Indebtedness of Directors, Executive Officers and Senior Officers
None of the directors, executive officers or senior officers of the Corporation or any subsidiary thereof, or any associate or affiliate of any of them, is or has been indebted to the Corporation.
Interest of Insiders in Material Transactions
No director or senior officer, and no associate or affiliate of the foregoing persons, and no insider has or has had any material interest, direct or indirect, in any other transactions, or in any other proposed transaction, which in either such case has materially affected or will materially affect the Corporation or its predecessors since the commencement of the Corporation's last financial year except as follows:
(a) On May 30, 2002, Garmeco International Consulting Engineers S.A.L. ("Garmeco") (a company controlled by Mr. Rached's family) purchased 2,418,667 units and one director purchased 33,333 units in a private placement of a total of 5,000,000 units at a price of $0.30 per unit. Each unit was comprised of one common share and one non-transferable share purchase warrant entitling the holder thereof to purchase one additional common share for a term of two years at a price of $0.40 per share. The proceeds raised from the private placement were used for the payment of finder's fees, equipping the facility for production and working capital. The private placement has received regulatory acceptance.

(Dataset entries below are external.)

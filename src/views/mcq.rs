use maud::{html, Markup, PreEscaped};

use crate::models::Mcq;

/// One question as a paragraph holding the question text and an ordered
/// list of its choices, the correct one in bold. Cleaned text is embedded
/// verbatim; cleaning already reduced it to plain text.
pub fn html(mcq: &Mcq) -> Markup {
    html! {
        p {
            (PreEscaped(mcq.question.as_str()))
            ol {
                @for choice in &mcq.choices {
                    li {
                        @if mcq.is_correct_choice(choice) {
                            b { (PreEscaped(choice.text.as_str())) }
                        } @else {
                            (PreEscaped(choice.text.as_str()))
                        }
                    }
                }
            }
        }
        br;
    }
}

/// Plain-text counterpart: question line, then a 1-based numbered list with
/// the correct choice prefixed by `* `.
pub fn text(mcq: &Mcq) -> String {
    let mut out = String::new();
    out.push_str(&mcq.question);
    out.push('\n');
    for (n, choice) in mcq.choices.iter().enumerate() {
        let marker = if mcq.is_correct_choice(choice) {
            "* "
        } else {
            ""
        };
        out.push_str(&format!("   {}. {marker}{}\n", n + 1, choice.text));
    }
    out
}
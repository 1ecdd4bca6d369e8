use roxmltree::Node;

use crate::errors::ItemError;
use crate::models::{Choice, Mcq};
use crate::names;

use super::{attr, child, children, text};

/// Builds one question from a QTI `item` element.
///
/// The presentation's flow children are discriminated by their `class`
/// attribute: the question block supplies the question text, the response
/// block the choices. A missing question block fails the item; a missing
/// response block just leaves the choice list empty. Correctness is
/// optional throughout and never fails the item.
pub fn from_item(item: Node) -> Result<Mcq, ItemError> {
    let mut question = None;
    let mut choices = Vec::new();

    let flows = child(item, "presentation").and_then(|p| child(p, "flow"));
    if let Some(flow) = flows {
        for block in children(flow, "flow") {
            match attr(block, "class") {
                Some(names::QUESTION_BLOCK) => question = Some(extract_question(block)?),
                Some(names::RESPONSE_BLOCK) => choices = extract_choices(block)?,
                _ => {}
            }
        }
    }

    let question = question.ok_or_else(|| ItemError::Question {
        reason: "no question block in presentation".to_owned(),
    })?;

    Ok(Mcq {
        question,
        choices,
        correct_choice_id: correct_choice_id(item),
    })
}

fn extract_question(block: Node) -> Result<String, ItemError> {
    let formatted = child(block, "flow")
        .and_then(|f| child(f, "material"))
        .and_then(|m| child(m, "mat_extension"))
        .and_then(|m| child(m, "mat_formattedtext"))
        .ok_or_else(|| ItemError::Question {
            reason: "material path did not resolve".to_owned(),
        })?;

    text::clean(formatted).map_err(|e| ItemError::Question {
        reason: e.to_string(),
    })
}

fn extract_choices(block: Node) -> Result<Vec<Choice>, ItemError> {
    let render = child(block, "response_lid")
        .and_then(|r| child(r, "render_choice"))
        .ok_or_else(|| choice_error("render_choice path did not resolve"))?;

    let mut choices = Vec::new();
    for label in children(render, "flow_label") {
        let response = child(label, "response_label")
            .ok_or_else(|| choice_error("flow_label has no response_label"))?;
        let ident = attr(response, "ident")
            .ok_or_else(|| choice_error("response_label has no ident"))?
            .to_owned();
        let formatted = child(response, "flow_mat")
            .and_then(|f| child(f, "material"))
            .and_then(|m| child(m, "mat_extension"))
            .and_then(|m| child(m, "mat_formattedtext"))
            .ok_or_else(|| choice_error("choice material path did not resolve"))?;
        let text = text::clean(formatted).map_err(|e| choice_error(&e.to_string()))?;

        choices.push(Choice { text, ident });
    }

    Ok(choices)
}

fn choice_error(reason: &str) -> ItemError {
    ItemError::Choice {
        reason: reason.to_owned(),
    }
}

/// The identifier named by the first response condition titled "correct".
/// Absence anywhere along the path means no choice is marked correct.
fn correct_choice_id(item: Node) -> Option<String> {
    let processing = child(item, "resprocessing")?;
    children(processing, "respcondition")
        .find(|condition| attr(*condition, "title") == Some(names::CORRECT_TITLE))
        .and_then(|condition| child(condition, "conditionvar"))
        .and_then(|var| child(var, "varequal"))
        .and_then(|equal| equal.text())
        .map(str::to_owned)
}
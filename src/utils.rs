use std::path::{Path, PathBuf};

use crate::names;

/// Output path for a given input archive: the input's own file name with
/// `.html` appended, placed beside the input (`pkg.zip` -> `pkg.zip.html`).
pub fn output_path(input: &Path) -> PathBuf {
    let name = input
        .file_name()
        .map(|n| n.to_string_lossy().into_owned())
        .unwrap_or_default();
    input.with_file_name(format!("{name}{}", names::OUTPUT_SUFFIX))
}
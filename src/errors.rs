use std::path::PathBuf;

use thiserror::Error;

/// Fatal failures. Any of these aborts the run before the output file is
/// written.
#[derive(Debug, Error)]
pub enum PackageError {
    #[error("archive not found: {}", .0.display())]
    ArchiveNotFound(PathBuf),

    #[error("could not read archive {}", .path.display())]
    ArchiveUnreadable {
        path: PathBuf,
        #[source]
        source: std::io::Error,
    },

    #[error("archive has no entry named {0}")]
    EntryMissing(String),

    #[error("could not read archive entry {name}")]
    EntryUnreadable {
        name: String,
        #[source]
        source: std::io::Error,
    },

    #[error("manifest not usable: {0}")]
    ManifestFormat(String),

    #[error("resource file {name} is not well-formed XML")]
    ResourceXml {
        name: String,
        #[source]
        source: roxmltree::Error,
    },

    #[error("could not write output file {}", .path.display())]
    WriteOutput {
        path: PathBuf,
        #[source]
        source: std::io::Error,
    },
}

/// Per-item extraction failures. The resource loader catches these and
/// records a skip; they never abort the run.
#[derive(Debug, Error)]
pub enum ItemError {
    #[error("question not in expected format: {reason}")]
    Question { reason: String },

    #[error("choices not in expected format: {reason}")]
    Choice { reason: String },
}

/// A formatted-text node missing one of its required fields. Wrapped into
/// [`ItemError::Question`] or [`ItemError::Choice`] at the call site.
#[derive(Debug, Error)]
#[error("text node missing {0}")]
pub struct MalformedNode(pub &'static str);
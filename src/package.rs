use std::fs::File;
use std::io::{ErrorKind, Read};
use std::path::Path;

use zip::result::ZipError;
use zip::ZipArchive;

use crate::errors::PackageError;

/// An opened QTI content package. The archive handle lives for the whole
/// run; entries are read fully into memory one at a time.
pub struct QtiPackage {
    archive: ZipArchive<File>,
}

impl QtiPackage {
    pub fn open(path: &Path) -> Result<Self, PackageError> {
        let file = File::open(path).map_err(|source| {
            if source.kind() == ErrorKind::NotFound {
                PackageError::ArchiveNotFound(path.to_path_buf())
            } else {
                PackageError::ArchiveUnreadable {
                    path: path.to_path_buf(),
                    source,
                }
            }
        })?;

        let archive = ZipArchive::new(file).map_err(|source| PackageError::ArchiveUnreadable {
            path: path.to_path_buf(),
            source: source.into(),
        })?;

        Ok(Self { archive })
    }

    /// Reads one named entry as UTF-8 text.
    pub fn read(&mut self, name: &str) -> Result<String, PackageError> {
        let mut entry = match self.archive.by_name(name) {
            Ok(entry) => entry,
            Err(ZipError::FileNotFound) => {
                return Err(PackageError::EntryMissing(name.to_owned()))
            }
            Err(source) => {
                return Err(PackageError::EntryUnreadable {
                    name: name.to_owned(),
                    source: source.into(),
                })
            }
        };

        let mut raw = String::new();
        entry
            .read_to_string(&mut raw)
            .map_err(|source| PackageError::EntryUnreadable {
                name: name.to_owned(),
                source,
            })?;
        Ok(raw)
    }
}
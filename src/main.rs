use std::path::PathBuf;

use clap::Parser;

#[derive(Parser, Debug)]
#[command(version, about)]
struct Args {
    /// QTI content package (zip archive) to extract questions from.
    archive: PathBuf,
}

fn main() -> color_eyre::Result<()> {
    color_eyre::install()?;

    let filter = std::env::var("RUST_LOG").unwrap_or_else(|_| "qti2html=info".to_owned());
    tracing_subscriber::fmt().with_env_filter(filter).init();

    let args = Args::parse();

    let out = qti2html::export(&args.archive)?;
    tracing::info!("wrote {}", out.display());

    Ok(())
}
use roxmltree::Document;

use crate::errors::PackageError;
use crate::models::{ItemOutcome, ManifestEntry, Resource};
use crate::package::QtiPackage;

use super::{child, children, mcq};

/// Reads the entry's file from the package and extracts every item in it.
///
/// A malformed item becomes a recorded skip rather than a failure: one bad
/// question must not discard the rest of the package. A missing item list
/// is an empty resource, not an error.
pub fn load(entry: ManifestEntry, package: &mut QtiPackage) -> Result<Resource, PackageError> {
    let raw = package.read(&entry.file)?;
    let doc = Document::parse(&raw).map_err(|source| PackageError::ResourceXml {
        name: entry.file.clone(),
        source,
    })?;

    let root = doc.root_element();
    let section = (root.tag_name().name() == "questestinterop")
        .then_some(root)
        .and_then(|r| child(r, "assessment"))
        .and_then(|a| child(a, "section"));

    let mut items = Vec::new();
    if let Some(section) = section {
        for (index, item) in children(section, "item").enumerate() {
            match mcq::from_item(item) {
                Ok(mcq) => items.push(ItemOutcome::Extracted(mcq)),
                Err(error) => {
                    tracing::warn!("skipping item {index} in {}: {error}", entry.file);
                    items.push(ItemOutcome::Skipped { index, error });
                }
            }
        }
    }

    Ok(Resource { entry, items })
}
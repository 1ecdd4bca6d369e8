use maud::{html, Markup, DOCTYPE};

use crate::models::Resource;

use super::resource;

/// The full review document: a bare page holding every resource's
/// questions in manifest order.
pub fn document(resources: &[Resource]) -> Markup {
    html! {
        (DOCTYPE)
        html {
            body {
                @for r in resources {
                    (resource::html(r))
                }
            }
        }
    }
}
//! # Photo Fingerprint
//!
//! Dual-hash identity for media files.
//!
//! ## Two hashes per file
//! - **Identity** - SHA-256 of the raw bytes. Equal means byte-for-byte equal.
//! - **Perceptual** - dHash of the decoded image. A small Hamming distance
//!   means the pictures look alike, even after re-encoding or metadata edits.
//!
//! ## Architecture
//! - `core` - hashers, similarity engine and batch driver
//! - `config` - immutable session settings
//! - `events` - injected event sinks for progress and failures
//! - `error` - error types
//!
//! Deciding what to do with duplicates is left to the caller.

pub mod config;
pub mod core;
pub mod error;
pub mod events;

// Re-export commonly used types at the crate root
pub use config::HashingConfig;
pub use error::{FingerprintError, Result};

/// Initialize tracing for the library
///
/// This should be called by the application entry point. Filtering follows
/// `RUST_LOG`. Does nothing if a global subscriber is already installed.
pub fn init_tracing() {
    let _ = tracing_subscriber::fmt()
        .with_env_filter(tracing_subscriber::EnvFilter::from_default_env())
        .try_init();
}
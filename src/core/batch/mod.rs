//! # Batch Module
//!
//! Hashes files with both hashers and records the outcome per file.
//!
//! ## Failure isolation
//! A file that cannot be read or decoded still gets a [`HashResult`]; its
//! error is recorded there and reported on the event sink. Nothing a single
//! file does can stop the rest of the batch.
//!
//! ## Example
//! ```rust,ignore
//! use photo_fingerprint::core::batch::BatchHasher;
//! use photo_fingerprint::config::HashingConfig;
//!
//! let batch = BatchHasher::new(HashingConfig::from_env()?)?;
//! let results = batch.hash_all_with_progress(&paths, |current, total, path| {
//!     println!("[{}/{}] {}", current, total, path.display());
//! });
//! ```

mod executor;
mod photo;
mod result;

pub use executor::{BatchHasher, BatchHasherBuilder};
pub use photo::PhotoHasher;
pub use result::{HashFailure, HashResult, HashStatus};
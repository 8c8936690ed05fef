//! # Configuration
//!
//! Immutable settings shared by the hashers, the batch driver and the
//! similarity engine. Values are passed around by value or reference; there
//! is no process-wide configuration state.
//!
//! ## Sources
//! - [`HashingConfig::default`] - built-in defaults
//! - [`HashingConfig::from_env`] - defaults overridden by environment variables
//! - serde - any format the caller deserializes from (missing fields use defaults)

use crate::error::{FingerprintError, Result};
use serde::{Deserialize, Serialize};
use std::str::FromStr;

/// Default perceptual hash width (16x16 = 256 bits)
pub const DEFAULT_BIT_WIDTH: u32 = 16;
/// Default maximum Hamming distance for a similarity match
pub const DEFAULT_THRESHOLD: u32 = 5;
/// Default read size for identity hashing
pub const DEFAULT_CHUNK_SIZE: usize = 8192;
/// Default number of hashing threads
pub const DEFAULT_MAX_WORKERS: usize = 4;
/// Default number of paths submitted to the pool at once
pub const DEFAULT_BATCH_SIZE: usize = 100;

/// Settings for a hashing and comparison session
#[derive(Debug, Clone, PartialEq, Eq, Serialize, Deserialize)]
#[serde(default)]
pub struct HashingConfig {
    /// Perceptual hash width; the fingerprint is `bit_width * bit_width` bits
    pub bit_width: u32,
    /// Maximum Hamming distance reported by similarity queries
    pub threshold: u32,
    /// Chunk size in bytes for the identity hash read loop
    pub chunk_size: usize,
    /// Worker threads used by the batch driver
    pub max_workers: usize,
    /// Paths handed to the worker pool per submission
    pub batch_size: usize,
}

impl Default for HashingConfig {
    fn default() -> Self {
        Self {
            bit_width: DEFAULT_BIT_WIDTH,
            threshold: DEFAULT_THRESHOLD,
            chunk_size: DEFAULT_CHUNK_SIZE,
            max_workers: DEFAULT_MAX_WORKERS,
            batch_size: DEFAULT_BATCH_SIZE,
        }
    }
}

impl HashingConfig {
    /// Create a configuration with defaults
    pub fn new() -> Self {
        Self::default()
    }

    /// Load defaults and override them from the environment.
    ///
    /// Recognised variables: `PHASH_BIT_WIDTH`, `PHASH_THRESHOLD`,
    /// `HASH_CHUNK_SIZE`, `MAX_WORKERS`, `BATCH_SIZE`. Unset variables keep
    /// their defaults; unparsable ones are an error.
    pub fn from_env() -> Result<Self> {
        Self::from_lookup(|key| std::env::var(key).ok())
    }

    /// Same as [`from_env`](Self::from_env) with a custom variable source.
    pub fn from_lookup<F>(lookup: F) -> Result<Self>
    where
        F: Fn(&str) -> Option<String>,
    {
        let mut config = Self::default();

        if let Some(value) = parse_var(&lookup, "PHASH_BIT_WIDTH")? {
            config.bit_width = value;
        }
        if let Some(value) = parse_var(&lookup, "PHASH_THRESHOLD")? {
            config.threshold = value;
        }
        if let Some(value) = parse_var(&lookup, "HASH_CHUNK_SIZE")? {
            config.chunk_size = value;
        }
        if let Some(value) = parse_var(&lookup, "MAX_WORKERS")? {
            config.max_workers = value;
        }
        if let Some(value) = parse_var(&lookup, "BATCH_SIZE")? {
            config.batch_size = value;
        }

        config.validate()?;
        Ok(config)
    }

    /// Set the perceptual hash width
    pub fn bit_width(mut self, bit_width: u32) -> Self {
        self.bit_width = bit_width;
        self
    }

    /// Set the similarity threshold
    pub fn threshold(mut self, threshold: u32) -> Self {
        self.threshold = threshold;
        self
    }

    /// Set the identity hash chunk size
    pub fn chunk_size(mut self, chunk_size: usize) -> Self {
        self.chunk_size = chunk_size;
        self
    }

    /// Set the number of worker threads
    pub fn max_workers(mut self, max_workers: usize) -> Self {
        self.max_workers = max_workers;
        self
    }

    /// Set the submission batch size
    pub fn batch_size(mut self, batch_size: usize) -> Self {
        self.batch_size = batch_size;
        self
    }

    /// Check that every value is usable.
    pub fn validate(&self) -> Result<()> {
        if !is_valid_bit_width(self.bit_width) {
            return Err(FingerprintError::Config(format!(
                "bit_width must be an even number between 2 and 64, got {}",
                self.bit_width
            )));
        }
        if self.chunk_size == 0 {
            return Err(FingerprintError::Config(
                "chunk_size must be greater than zero".to_string(),
            ));
        }
        if self.max_workers == 0 {
            return Err(FingerprintError::Config(
                "max_workers must be greater than zero".to_string(),
            ));
        }
        if self.batch_size == 0 {
            return Err(FingerprintError::Config(
                "batch_size must be greater than zero".to_string(),
            ));
        }
        Ok(())
    }
}

/// Widths must be even so that `width * width` bits is a whole number of
/// hex digits.
pub(crate) fn is_valid_bit_width(bit_width: u32) -> bool {
    (2..=64).contains(&bit_width) && bit_width % 2 == 0
}

fn parse_var<F, T>(lookup: &F, key: &str) -> Result<Option<T>>
where
    F: Fn(&str) -> Option<String>,
    T: FromStr,
    T::Err: std::fmt::Display,
{
    match lookup(key) {
        None => Ok(None),
        Some(raw) => raw.trim().parse::<T>().map(Some).map_err(|e| {
            FingerprintError::Config(format!("{} has invalid value {:?}: {}", key, raw, e))
        }),
    }
}
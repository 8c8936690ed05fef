//! Trait definitions for comparison strategies.

use super::MatchType;
use crate::config::DEFAULT_THRESHOLD;

/// Strategy trait for deciding whether a distance counts as a match
pub trait ComparisonStrategy: Send + Sync {
    /// Whether two fingerprints at this distance should be reported
    fn is_match(&self, distance: u32) -> bool;

    /// Classify the distance into an informative band
    fn classify(&self, distance: u32) -> MatchType;

    /// Get the threshold used
    fn threshold(&self) -> u32;

    /// Human-readable description of the strategy
    fn description(&self) -> String;
}

/// Simple threshold-based comparison strategy
#[derive(Debug, Clone, Copy, PartialEq, Eq)]
pub struct ThresholdStrategy {
    /// Maximum distance reported as a match, inclusive
    threshold: u32,
}

impl ThresholdStrategy {
    /// Create a new threshold strategy
    ///
    /// Useful thresholds for 256-bit fingerprints:
    /// - 0: same visual content only
    /// - 5: re-saves and metadata edits (default)
    /// - 15: also catches light crops and edits
    pub fn new(threshold: u32) -> Self {
        Self { threshold }
    }

    /// Only identical fingerprints (threshold = 0)
    pub fn strict() -> Self {
        Self::new(0)
    }

    /// Same photo re-saved (threshold = 5)
    pub fn very_similar() -> Self {
        Self::new(5)
    }

    /// Possible crops and edits (threshold = 15)
    pub fn similar() -> Self {
        Self::new(15)
    }
}

impl Default for ThresholdStrategy {
    fn default() -> Self {
        Self::new(DEFAULT_THRESHOLD)
    }
}

impl ComparisonStrategy for ThresholdStrategy {
    fn is_match(&self, distance: u32) -> bool {
        distance <= self.threshold
    }

    fn classify(&self, distance: u32) -> MatchType {
        MatchType::from_distance(distance)
    }

    fn threshold(&self) -> u32 {
        self.threshold
    }

    fn description(&self) -> String {
        format!(
            "Threshold strategy: fingerprints with distance <= {} are reported as similar",
            self.threshold
        )
    }
}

(b) On July 26, 2002, Garmeco purchased 1,217,609 units in a private placement of a total of 5,000,000 units at a price of $0.30 per unit. Each unit was comprised of one common share and one non-transferable share purchase warrant entitling the holder thereof to purchase one additional common share for a term of two years at a price of $0.38 per share. The proceeds raised from the private placement were used for the payment of finder's fees, equipping the facility for production and working capital. The private placement has received regulatory acceptance.
(c) On July 29, 2002, Garmeco purchased 520,000 units, one director of the Corporation purchased 50,000 units and a niece of a director of the Corporation purchased 40,000 units in a private placement of a total of 1,500,000 units at a price of $0.30 per unit. Each unit was comprised of one common share and one non-transferable share purchase warrant entitling the holder thereof to purchase one additional common share for a term of two years at a price of $0.38 per share. The proceeds raised from the private placement were used for the payment of finder's fees, equipping the facility for production and working capital. The private placement has received regulatory acceptance.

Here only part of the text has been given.